> _Work item_
All of the data below should be output exactly as given.
+++++
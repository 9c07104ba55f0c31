use thiserror::Error;

#[derive(Error, Debug)]
pub enum ImportError {
    #[error("unrecoverable input: {0}")]
    UnrecoverableInput(String),

    #[error("no creator records found in document")]
    NoRecordsFound,

    #[error("invalid input: {0}")]
    InvalidInput(String),

    #[error("IO error: {0}")]
    IoError(#[from] std::io::Error),

    #[error("Serialization error: {0}")]
    SerializationError(#[from] serde_json::Error),

    #[error("CSV processing error: {0}")]
    CsvError(#[from] csv::Error),

    #[error("Zip operation failed: {0}")]
    ZipError(#[from] zip::result::ZipError),

    #[error("Configuration error: {message}")]
    ConfigError { message: String },

    #[error("Data processing error: {message}")]
    ProcessingError { message: String },

    #[error("Invalid value for {field}: '{value}' ({reason})")]
    InvalidConfigValueError {
        field: String,
        value: String,
        reason: String,
    },
}

pub type Result<T> = std::result::Result<T, ImportError>;
//! Maps one raw export element into the canonical record shape. Every field
//! except the identifier is best-effort: missing or malformed sources become
//! defaults, never errors.

use crate::config::ParserConfig;
use crate::domain::model::{CreatorRecord, RecordId};
use regex::Regex;
use serde_json::Value;
use std::sync::LazyLock;

const HANDLE_FIELD: &str = "handleName";
const BIO_FIELD: &str = "bio";
const REGION_FIELD: &str = "storeRegion";
const BANNED_FIELD: &str = "isBannedInTT";
const PRICE_OBJECT: &str = "price";
const RATE_FIELD: &str = "startingRate100k";
const CURRENCY_FIELD: &str = "currency";
const ENGAGEMENT_FIELD: &str = "engagementRate";
const FOLLOWER_FIELD: &str = "followerCount";
const MEDIAN_VIEWS_FIELD: &str = "medianViews";
const RECENT_ITEMS_FIELD: &str = "recentItems";

static EMAIL_RE: LazyLock<Regex> =
    LazyLock::new(|| Regex::new(r"\b[A-Za-z0-9._%+-]+@[A-Za-z0-9.-]+\.[A-Za-z]{2,}\b").unwrap());

/// Returns `None` when the element has no usable identifier; the caller
/// drops it silently.
pub fn normalize(raw: &Value, config: &ParserConfig) -> Option<CreatorRecord> {
    let identifier = RecordId::from_value(raw.get(&config.id_field)?)?;

    let info = raw.get(&config.info_key);
    let performance = raw
        .get(&config.stats_key)
        .and_then(|stats| stats.get(&config.performance_key));
    let price = raw
        .get(&config.pricing_key)
        .and_then(|es| es.get(PRICE_OBJECT));

    let handle = info.and_then(|i| i.get(HANDLE_FIELD)).and_then(Value::as_str);
    let bio = info.and_then(|i| i.get(BIO_FIELD));

    let price_label = price
        .and_then(|p| p.get(RATE_FIELD))
        .and_then(Value::as_f64)
        .map(|rate| format!("{:.1} USD", rate / 100_000.0));

    let engagement = performance
        .and_then(|p| p.get(ENGAGEMENT_FIELD))
        .and_then(Value::as_f64)
        .map(|rate| format!("{:.1}%", rate * 100.0));

    let follower_count = performance
        .and_then(|p| p.get(FOLLOWER_FIELD))
        .map(coerce_count)
        .unwrap_or(0);

    let profile_url = handle
        .map(|h| format!("{}{}", config.profile_url_prefix, h))
        .unwrap_or_default();

    Some(CreatorRecord {
        identifier,
        display_name: handle
            .map(str::to_string)
            .unwrap_or_else(|| config.unknown_name.clone()),
        email: email_from_bio(bio),
        price: price_label,
        engagement,
        follower_count,
        profile_url,
        bio: bio.and_then(Value::as_str).map(str::to_string),
        country: info
            .and_then(|i| i.get(REGION_FIELD))
            .and_then(Value::as_str)
            .map(str::to_string),
        banned: info.and_then(|i| i.get(BANNED_FIELD)).and_then(Value::as_bool),
        median_views: performance
            .and_then(|p| p.get(MEDIAN_VIEWS_FIELD))
            .and_then(Value::as_i64),
        currency: price
            .and_then(|p| p.get(CURRENCY_FIELD))
            .and_then(Value::as_str)
            .map(str::to_string),
        recent_items_count: raw
            .get(RECENT_ITEMS_FIELD)
            .and_then(Value::as_array)
            .map(|items| items.len() as u64)
            .unwrap_or(0),
    })
}

/// First email-looking token in a free-text bio. Non-string bios yield
/// nothing.
pub fn email_from_bio(bio: Option<&Value>) -> Option<String> {
    let text = bio?.as_str()?;
    EMAIL_RE.find(text).map(|m| m.as_str().to_string())
}

/// Lenient integer coercion in the spirit of `parseInt`: numbers truncate,
/// strings parse a leading signed digit run, anything else counts as zero.
pub fn coerce_count(value: &Value) -> i64 {
    match value {
        Value::Number(n) => n
            .as_i64()
            .or_else(|| n.as_f64().map(|f| f as i64))
            .unwrap_or(0),
        Value::String(s) => {
            let trimmed = s.trim();
            let (sign, digits) = match trimmed.strip_prefix('-') {
                Some(rest) => (-1, rest),
                None => (1, trimmed.strip_prefix('+').unwrap_or(trimmed)),
            };
            let run: String = digits.chars().take_while(|c| c.is_ascii_digit()).collect();
            run.parse::<i64>().map(|v| sign * v).unwrap_or(0)
        }
        _ => 0,
    }
}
+++++
> _Answer_
repository 9c07104ba55f0c31
use thiserror::Error;

#[derive(Error, Debug)]
pub enum ImportError {
    #[error("unrecoverable input: {0}")]
    UnrecoverableInput(String),

    #[error("no creator records found in document")]
    NoRecordsFound,

    #[error("invalid input: {0}")]
    InvalidInput(String),

    #[error("IO error: {0}")]
    IoError(#[from] std::io::Error),

    #[error("Serialization error: {0}")]
    SerializationError(#[from] serde_json::Error),

    #[error("CSV processing error: {0}")]
    CsvError(#[from] csv::Error),

    #[error("Zip operation failed: {0}")]
    ZipError(#[from] zip::result::ZipError),

    #[error("Configuration error: {message}")]
    ConfigError { message: String },

    #[error("Data processing error: {message}")]
    ProcessingError { message: String },

    #[error("Invalid value for {field}: '{value}' ({reason})")]
    InvalidConfigValueError {
        field: String,
        value: String,
        reason: String,
    },
}

pub type Result<T> = std::result::Result<T, ImportError>;
//! Maps one raw export element into the canonical record shape. Every field
//! except the identifier is best-effort: missing or malformed sources become
//! defaults, never errors.

use crate::config::ParserConfig;
use crate::domain::model::{CreatorRecord, RecordId};
use regex::Regex;
use serde_json::Value;
use std::sync::LazyLock;

const HANDLE_FIELD: &str = "handleName";
const BIO_FIELD: &str = "bio";
const REGION_FIELD: &str = "storeRegion";
const BANNED_FIELD: &str = "isBannedInTT";
const PRICE_OBJECT: &str = "price";
const RATE_FIELD: &str = "startingRate100k";
const CURRENCY_FIELD: &str = "currency";
const ENGAGEMENT_FIELD: &str = "engagementRate";
const FOLLOWER_FIELD: &str = "followerCount";
const MEDIAN_VIEWS_FIELD: &str = "medianViews";
const RECENT_ITEMS_FIELD: &str = "recentItems";

static EMAIL_RE: LazyLock<Regex> =
    LazyLock::new(|| Regex::new(r"\b[A-Za-z0-9._%+-]+@[A-Za-z0-9.-]+\.[A-Za-z]{2,}\b").unwrap());

/// Returns `None` when the element has no usable identifier; the caller
/// drops it silently.
pub fn normalize(raw: &Value, config: &ParserConfig) -> Option<CreatorRecord> {
    let identifier = RecordId::from_value(raw.get(&config.id_field)?)?;

    let info = raw.get(&config.info_key);
    let performance = raw
        .get(&config.stats_key)
        .and_then(|stats| stats.get(&config.performance_key));
    let price = raw
        .get(&config.pricing_key)
        .and_then(|es| es.get(PRICE_OBJECT));

    let handle = info.and_then(|i| i.get(HANDLE_FIELD)).and_then(Value::as_str);
    let bio = info.and_then(|i| i.get(BIO_FIELD));

    let price_label = price
        .and_then(|p| p.get(RATE_FIELD))
        .and_then(Value::as_f64)
        .map(|rate| format!("{:.1} USD", rate / 100_000.0));

    let engagement = performance
        .and_then(|p| p.get(ENGAGEMENT_FIELD))
        .and_then(Value::as_f64)
        .map(|rate| format!("{:.1}%", rate * 100.0));

    let follower_count = performance
        .and_then(|p| p.get(FOLLOWER_FIELD))
        .map(coerce_count)
        .unwrap_or(0);

    let profile_url = handle
        .map(|h| format!("{}{}", config.profile_url_prefix, h))
        .unwrap_or_default();

    Some(CreatorRecord {
        identifier,
        display_name: handle
            .map(str::to_string)
            .unwrap_or_else(|| config.unknown_name.clone()),
        email: email_from_bio(bio),
        price: price_label,
        engagement,
        follower_count,
        profile_url,
        bio: bio.and_then(Value::as_str).map(str::to_string),
        country: info
            .and_then(|i| i.get(REGION_FIELD))
            .and_then(Value::as_str)
            .map(str::to_string),
        banned: info.and_then(|i| i.get(BANNED_FIELD)).and_then(Value::as_bool),
        median_views: performance
            .and_then(|p| p.get(MEDIAN_VIEWS_FIELD))
            .and_then(Value::as_i64),
        currency: price
            .and_then(|p| p.get(CURRENCY_FIELD))
            .and_then(Value::as_str)
            .map(str::to_string),
        recent_items_count: raw
            .get(RECENT_ITEMS_FIELD)
            .and_then(Value::as_array)
            .map(|items| items.len() as u64)
            .unwrap_or(0),
    })
}

/// First email-looking token in a free-text bio. Non-string bios yield
/// nothing.
pub fn email_from_bio(bio: Option<&Value>) -> Option<String> {
    let text = bio?.as_str()?;
    EMAIL_RE.find(text).map(|m| m.as_str().to_string())
}

/// Lenient integer coercion in the spirit of `parseInt`: numbers truncate,
/// strings parse a leading signed digit run, anything else counts as zero.
pub fn coerce_count(value: &Value) -> i64 {
    match value {
        Value::Number(n) => n
            .as_i64()
            .or_else(|| n.as_f64().map(|f| f as i64))
            .unwrap_or(0),
        Value::String(s) => {
            let trimmed = s.trim();
            let (sign, digits) = match trimmed.strip_prefix('-') {
                Some(rest) => (-1, rest),
                None => (1, trimmed.strip_prefix('+').unwrap_or(trimmed)),
            };
            let run: String = digits.chars().take_while(|c| c.is_ascii_digit()).collect();
            run.parse::<i64>().map(|v| sign * v).unwrap_or(0)
        }
        _ => 0,
    }
}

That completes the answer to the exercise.